## Records shown
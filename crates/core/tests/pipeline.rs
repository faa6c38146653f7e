use std::sync::Arc;
use std::time::{Duration, Instant};

use congestion_monitor::{
    capture::{self, PacketMetadata},
    config::SamplerConfig,
    ingest::ObservationIngestor,
    observation::SharedObservationState,
    sampler::SamplingScheduler,
    util::TimeSource,
    Monitor,
};
use parking_lot::Mutex;
use testresult::TestResult;

#[derive(Clone)]
struct ManualClock(Arc<Mutex<Instant>>);

impl ManualClock {
    fn new() -> Self {
        Self(Arc::new(Mutex::new(Instant::now())))
    }

    fn advance(&self, by: Duration) {
        *self.0.lock() += by;
    }
}

impl TimeSource for ManualClock {
    fn now(&self) -> Instant {
        *self.0.lock()
    }
}

fn setup(
    config: SamplerConfig,
) -> (
    ObservationIngestor,
    SamplingScheduler<ManualClock>,
    ManualClock,
) {
    let state = Arc::new(SharedObservationState::new(config.initial_max_window_size));
    let clock = ManualClock::new();
    let sampler = SamplingScheduler::with_time_source(config, state.clone(), clock.clone())
        .expect("valid config");
    (ObservationIngestor::new(state), sampler, clock)
}

/// Packet whose ack RTT is given in milliseconds.
fn packet(window: u64, rtt_ms: f64) -> PacketMetadata {
    PacketMetadata {
        window_size: Some(window.to_string()),
        ack_rtt: Some(format!("{}", rtt_ms / 1000.0)),
    }
}

#[test_log::test]
fn scores_from_raw_packets() {
    let (mut ingestor, mut sampler, clock) = setup(SamplerConfig::default());

    ingestor.ingest(&packet(500, 50.0));
    clock.advance(Duration::from_millis(100));
    let calm = sampler.tick();
    let score = calm.sample.congestion_score.expect("both metrics observed");
    assert!((score - 0.5).abs() < 1e-9);
    assert!(!calm.congested);

    ingestor.ingest(&packet(100, 150.0));
    clock.advance(Duration::from_millis(100));
    let congested = sampler.tick();
    let score = congested.sample.congestion_score.expect("both metrics observed");
    assert!((score - 0.95).abs() < 1e-9);
    assert!(congested.congested);

    let snapshot = sampler.history().snapshot();
    assert_eq!(snapshot.events.len(), 1);
    assert_eq!(snapshot.events[0].t, congested.sample.t);
}

#[test]
fn window_without_rtt_keeps_slots_aligned() {
    let (mut ingestor, mut sampler, clock) = setup(SamplerConfig::default());
    ingestor.ingest(&PacketMetadata::new(Some("300"), None));
    clock.advance(Duration::from_millis(100));
    let outcome = sampler.tick();

    assert_eq!(outcome.sample.congestion_score, None);
    let snapshot = sampler.history().snapshot();
    assert_eq!(snapshot.time.len(), 1);
    assert_eq!(snapshot.throughput_pps.len(), 1);
    assert_eq!(snapshot.window_size, vec![Some(300)]);
    assert_eq!(snapshot.rtt_ms, vec![None]);
}

#[test]
fn throughput_over_half_a_second() {
    let (mut ingestor, mut sampler, clock) = setup(SamplerConfig::default());
    for _ in 0..250 {
        ingestor.ingest(&PacketMetadata::default());
    }
    clock.advance(Duration::from_millis(500));
    assert_eq!(sampler.tick().sample.throughput_pps, Some(500.0));
}

#[test]
fn long_run_keeps_latest_history() {
    let config = SamplerConfig {
        history_length: 100,
        ..Default::default()
    };
    let (mut ingestor, mut sampler, clock) = setup(config);
    let mut last_max = 0;
    for i in 0..150u64 {
        ingestor.ingest(&packet(900 + i * 10, 20.0));
        clock.advance(Duration::from_millis(100));
        let frame_max = {
            sampler.tick();
            let frames = sampler.subscribe();
            let max = frames.borrow().as_ref().map(|f| f.max_window_size_seen);
            max.expect("frame published")
        };
        assert!(frame_max >= last_max);
        last_max = frame_max;

        let snapshot = sampler.history().snapshot();
        let len = snapshot.len();
        assert_eq!(len, (i as usize + 1).min(100));
        assert_eq!(snapshot.window_size.len(), len);
        assert_eq!(snapshot.rtt_ms.len(), len);
        assert_eq!(snapshot.throughput_pps.len(), len);
        assert_eq!(snapshot.congestion_score.len(), len);
    }

    let snapshot = sampler.history().snapshot();
    assert_eq!(snapshot.window_size.first(), Some(&Some(900 + 50 * 10)));
    assert_eq!(snapshot.window_size.last(), Some(&Some(900 + 149 * 10)));
    assert_eq!(last_max, 900 + 149 * 10);
}

#[tokio::test]
async fn live_monitor_end_to_end() -> TestResult {
    let (tx, stream) = capture::channel(256);
    let config = SamplerConfig {
        sample_interval_ms: 20,
        history_length: 10,
        ..Default::default()
    };
    let monitor = Monitor::start(config, stream)?;
    let mut frames = monitor.frames();

    tx.send(PacketMetadata::new(Some("garbage"), Some("also garbage")))
        .await?;
    for window in [2000u64, 1800, 1500] {
        tx.send(PacketMetadata::new(Some(window.to_string().as_str()), Some("0.030")))
            .await?;
    }

    let frame = tokio::time::timeout(Duration::from_secs(5), async {
        loop {
            frames.changed().await?;
            let frame = frames.borrow_and_update().clone();
            if let Some(frame) = frame.filter(|f| f.sample.window_size == Some(1500)) {
                return Ok::<_, tokio::sync::watch::error::RecvError>(frame);
            }
        }
    })
    .await??;

    // only windows current at a tick boundary can raise the maximum
    assert!(frame.max_window_size_seen >= 1500);
    assert_eq!(frame.sample.rtt_ms, Some(30.0));
    assert!(frame.history.len() <= 10);

    let report = monitor.stop().await;
    let ingest = report.ingest.ok_or("ingest task panicked")?;
    assert_eq!(ingest.packets, 4);
    assert_eq!(ingest.field_errors, 2);
    Ok(())
}
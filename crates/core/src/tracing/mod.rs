//! Logging setup.
//!
//! Logs go to stderr so stdout stays free for rendered frames. Environment
//! switches:
//!
//! - `CONGESTION_MONITOR_DISABLE_LOGS`: install no subscriber at all.
//! - `CONGESTION_MONITOR_LOG_FORMAT=json`: JSON lines instead of pretty output.
//! - `RUST_LOG`: standard `EnvFilter` directives, on top of the level passed in.

#[cfg(feature = "trace")]
pub(crate) mod tracer {
    use tracing::level_filters::LevelFilter;
    use tracing_subscriber::{layer::SubscriberExt, util::SubscriberInitExt, Layer};

    pub fn init_tracer(level: Option<LevelFilter>) -> anyhow::Result<()> {
        if std::env::var("CONGESTION_MONITOR_DISABLE_LOGS").is_ok() {
            return Ok(());
        }

        let default_filter = if cfg!(any(test, debug_assertions)) {
            LevelFilter::DEBUG
        } else {
            LevelFilter::INFO
        };
        let default_filter = level.unwrap_or(default_filter);
        let filter_layer = tracing_subscriber::EnvFilter::builder()
            .with_default_directive(default_filter.into())
            .from_env_lossy();

        let use_json = std::env::var("CONGESTION_MONITOR_LOG_FORMAT")
            .map(|v| v.to_lowercase() == "json")
            .unwrap_or(false);
        let with_location = cfg!(any(test, debug_assertions));

        let fmt_layer = if use_json {
            tracing_subscriber::fmt::layer()
                .with_level(true)
                .json()
                .with_file(with_location)
                .with_line_number(with_location)
                .with_writer(std::io::stderr)
                .boxed()
        } else {
            tracing_subscriber::fmt::layer()
                .with_level(true)
                .pretty()
                .with_file(with_location)
                .with_line_number(with_location)
                .with_writer(std::io::stderr)
                .boxed()
        };

        tracing_subscriber::registry()
            .with(fmt_layer.with_filter(filter_layer))
            .try_init()?;
        Ok(())
    }
}
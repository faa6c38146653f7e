//! Ingest flow: capture events in, latest observations out.

use std::sync::Arc;

use futures::StreamExt;
use thiserror::Error;
use tokio::sync::watch;

use crate::capture::{CaptureError, CaptureStream, PacketMetadata};
use crate::observation::{Observation, SharedObservationState};

/// A metric on a single packet that could not be used. Never fatal.
#[derive(Debug, Error, PartialEq)]
pub enum FieldError {
    #[error("window size {0:?} is not a non-negative integer")]
    InvalidWindowSize(String),

    #[error("ack rtt {0:?} is not a non-negative number of seconds")]
    InvalidAckRtt(String),
}

/// Why the ingest flow stopped.
#[derive(Debug)]
pub enum IngestExit {
    /// The capture facility reported a fatal failure.
    CaptureFailed(CaptureError),
    /// The capture stream ended without an error.
    StreamEnded,
    /// Stopped on request.
    Shutdown,
}

/// Outcome of a finished ingest run.
#[derive(Debug)]
pub struct IngestReport {
    pub exit: IngestExit,
    pub packets: u64,
    pub field_errors: u64,
}

pub(crate) fn parse_window_size(raw: &str) -> Result<u64, FieldError> {
    raw.trim()
        .parse::<u64>()
        .map_err(|_| FieldError::InvalidWindowSize(raw.to_owned()))
}

/// Parses an RTT annotation in seconds and converts it to milliseconds.
pub(crate) fn parse_ack_rtt_ms(raw: &str) -> Result<f64, FieldError> {
    match raw.trim().parse::<f64>() {
        Ok(secs) if secs.is_finite() && secs >= 0.0 => Ok(secs * 1000.0),
        _ => Err(FieldError::InvalidAckRtt(raw.to_owned())),
    }
}

/// Consumes packet metadata and keeps [`SharedObservationState`] current.
pub struct ObservationIngestor {
    state: Arc<SharedObservationState>,
    packets: u64,
    field_errors: u64,
}

impl ObservationIngestor {
    pub fn new(state: Arc<SharedObservationState>) -> Self {
        Self {
            state,
            packets: 0,
            field_errors: 0,
        }
    }

    /// Applies one packet to the shared state.
    ///
    /// The packet is always counted. Unusable fields are skipped and reported
    /// back so the caller can log them; the previous value of that metric is
    /// kept.
    pub fn ingest(&mut self, packet: &PacketMetadata) -> Vec<FieldError> {
        let mut errors = Vec::new();
        let window_size = packet
            .window_size
            .as_deref()
            .and_then(|raw| parse_window_size(raw).map_err(|e| errors.push(e)).ok());
        let rtt_ms = packet
            .ack_rtt
            .as_deref()
            .and_then(|raw| parse_ack_rtt_ms(raw).map_err(|e| errors.push(e)).ok());

        self.state.record_packet(Observation {
            window_size,
            rtt_ms,
        });
        self.packets += 1;
        self.field_errors += errors.len() as u64;
        errors
    }

    /// Drains `capture` until it fails, ends, or `shutdown` flips to `true`.
    pub async fn run(
        mut self,
        mut capture: CaptureStream,
        mut shutdown: watch::Receiver<bool>,
    ) -> IngestReport {
        let exit = loop {
            if *shutdown.borrow() {
                break IngestExit::Shutdown;
            }
            tokio::select! {
                biased;
                changed = shutdown.changed() => {
                    // a dropped sender also means nobody can ask us to keep going
                    if changed.is_err() || *shutdown.borrow() {
                        break IngestExit::Shutdown;
                    }
                }
                event = capture.next() => match event {
                    Some(Ok(packet)) => {
                        for err in self.ingest(&packet) {
                            tracing::debug!(error = %err, "Skipping unusable packet field");
                        }
                    }
                    Some(Err(err)) => {
                        tracing::error!(error = %err, "Packet capture failed, ingestion stopped");
                        break IngestExit::CaptureFailed(err);
                    }
                    None => {
                        tracing::warn!("Packet capture stream ended, ingestion stopped");
                        break IngestExit::StreamEnded;
                    }
                },
            }
        };
        tracing::info!(
            packets = self.packets,
            field_errors = self.field_errors,
            "Ingest flow finished"
        );
        IngestReport {
            exit,
            packets: self.packets,
            field_errors: self.field_errors,
        }
    }
}
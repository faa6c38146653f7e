/// Boundary with the packet capture facility and the tshark-backed source.
pub mod capture;

/// Monitor configuration: defaults, config files and command line.
pub mod config;

/// Congestion scoring.
pub mod score;

/// Bounded, aligned sample history.
pub mod history;

/// Capture events to latest observations.
pub mod ingest;

/// Wiring of the ingest and sampling flows.
pub mod monitor;
pub use monitor::{Monitor, MonitorReport, ShutdownHandle};

/// State shared between the ingest flow and the sampler.
pub mod observation;

/// Render frames and the terminal renderer.
pub mod render;

/// Fixed-cadence sampler.
pub mod sampler;

/// Logging infrastructure.
#[cfg_attr(test, allow(dead_code))]
pub mod tracing;

pub mod util;
use std::time::Instant;

/// Source of "now" for the sampler.
///
/// Abstracted so tick arithmetic (elapsed time, throughput) can be driven
/// deterministically in tests.
pub trait TimeSource {
    fn now(&self) -> Instant;
}

/// A simple time source that returns the current time using `Instant::now()`.
#[derive(Clone, Copy, Debug, Default)]
pub struct InstantTimeSrc(());

impl InstantTimeSrc {
    pub fn new() -> Self {
        InstantTimeSrc(())
    }
}

impl TimeSource for InstantTimeSrc {
    fn now(&self) -> Instant {
        Instant::now()
    }
}

/// Manually advanced clock. Clones share the same instant, so a test can keep
/// one handle while the sampler owns another.
#[cfg(test)]
#[derive(Clone, Debug)]
pub struct MockTimeSource {
    current_instant: std::sync::Arc<parking_lot::Mutex<Instant>>,
}

#[cfg(test)]
impl MockTimeSource {
    pub fn new(start_instant: Instant) -> Self {
        MockTimeSource {
            current_instant: std::sync::Arc::new(parking_lot::Mutex::new(start_instant)),
        }
    }

    pub fn advance_time(&self, duration: std::time::Duration) {
        *self.current_instant.lock() += duration;
    }
}

#[cfg(test)]
impl TimeSource for MockTimeSource {
    fn now(&self) -> Instant {
        *self.current_instant.lock()
    }
}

## Requirement
Look through the records for the word "CaptureStream". Every line that has it should be copied.

## The answer
use crate::capture::{CaptureError, CaptureStream, PacketMetadata};
        mut capture: CaptureStream,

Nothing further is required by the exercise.